##### INPUT MATERIAL

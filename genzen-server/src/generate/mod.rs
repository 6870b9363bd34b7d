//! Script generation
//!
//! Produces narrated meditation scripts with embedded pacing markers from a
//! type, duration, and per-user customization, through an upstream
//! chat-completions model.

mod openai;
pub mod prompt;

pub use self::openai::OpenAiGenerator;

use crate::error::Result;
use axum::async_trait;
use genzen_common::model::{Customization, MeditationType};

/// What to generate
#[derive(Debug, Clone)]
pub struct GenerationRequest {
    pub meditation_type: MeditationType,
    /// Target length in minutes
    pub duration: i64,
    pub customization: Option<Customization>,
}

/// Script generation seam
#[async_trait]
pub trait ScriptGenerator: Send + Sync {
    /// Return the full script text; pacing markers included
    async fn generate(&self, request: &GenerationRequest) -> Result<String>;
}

##########

WORK INSTRUCTION -
Up to and including the last line above, starting with the line that contains "markers from a", return each line exactly and nothing else.

TASK RESULT -
//! Produces narrated meditation scripts with embedded pacing markers from a
//! type, duration, and per-user customization, through an upstream
//! chat-completions model.

mod openai;
pub mod prompt;

pub use self::openai::OpenAiGenerator;

use crate::error::Result;
use axum::async_trait;
use genzen_common::model::{Customization, MeditationType};

/// What to generate
#[derive(Debug, Clone)]
pub struct GenerationRequest {
    pub meditation_type: MeditationType,
    /// Target length in minutes
    pub duration: i64,
    pub customization: Option<Customization>,
}

/// Script generation seam
#[async_trait]
pub trait ScriptGenerator: Send + Sync {
    /// Return the full script text; pacing markers included
    async fn generate(&self, request: &GenerationRequest) -> Result<String>;
}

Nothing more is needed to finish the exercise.